À 09:58 2000-06-09 -0400, François Pinard a écrit:
>Tom Garland <Tom.Garland@ireland.sun.com> writes:
> > TC304. Does anyone know if the following logical operators are globally
> > understood or must they be translated for each language?
> > AND
> > OR
> > ~ (not)
>There was a discussion on the Python list, last week, on the fact that
>these operators do not have a clear intuitive meaning, even in English.
>Yet for old-fashioned programmers, this is generally clear. It was said
>that some programming language (I forgot which) allows `and then' and
>`or else' as an attempt to make things more clear.
[Alain] Right. Of course, when we talk about antedeluvian programming
languages, translation is not absolutely required. Habits are already taken
and in practice it is not worth it (in addition to the fact that some
programmers prefer that their comments, in their native language, be not
confused with the cryptic -- and mechanically interpreted -- actually
programmed instructions per se).
However for any new *application*, boolean operators and mathematical
functions in general exist in different languages already (mathematics were
not invented yesterday). Therefore, if a product is aimed at end-users who
already have a culture (who has none?) versions in different languages
should typically be required (maybe not in some cases, you have to survey
those languages speakers).
As François says, for example, the meaning of "OR" ("OU" en français)

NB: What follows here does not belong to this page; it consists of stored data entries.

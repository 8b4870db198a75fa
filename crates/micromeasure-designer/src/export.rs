//! Plain-text coordinate export.
//!
//! One comma-separated row per control point, grouped by structure:
//!
//! ```text
//! # units: µm, scaling factor: 0.2
//! # structure,shape,point,x,y
//! cells,0,0,1.000000,2.000000
//! ```
//!
//! Coordinates are relative to the origin and multiplied by the scaling factor.

use std::fmt::Write;

use crate::editor_state::EditorState;
use crate::model::MeasurementShape;

/// Renders the coordinate dump of every registered shape.
pub fn export_coordinates(state: &EditorState) -> String {
    let factor = state.scaling_factor();
    let unit = state.calibration.display_unit();
    let mut out = String::new();
    let _ = writeln!(out, "# units: {}, scaling factor: {}", unit, factor);
    let _ = writeln!(out, "# structure,shape,point,x,y");

    for structure in state.structures.iter() {
        for (shape_index, id) in structure.members.iter().enumerate() {
            let Some(obj) = state.shapes.get(*id) else {
                continue;
            };
            for (point_index, p) in obj.shape.handles().iter().enumerate() {
                let p = (*p - state.origin) * factor;
                let _ = writeln!(
                    out,
                    "{},{},{},{:.6},{:.6}",
                    structure.name, shape_index, point_index, p.x, p.y
                );
            }
        }
    }
    out
}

is also ambiguous due to bad practices encouraged by many users (in both
English and French, "OR" ("OU") is by definition an inclusive OR but many
consider it rather means "EITHER x OR y" ("SOIT x, SOIT y"), which is
exclusive, to the point that they use the bad formula "and/or" ("et/ou") to
make sure that "OR" will be even more ambiguous in the future -- I think
damage is already done to both of these human languages).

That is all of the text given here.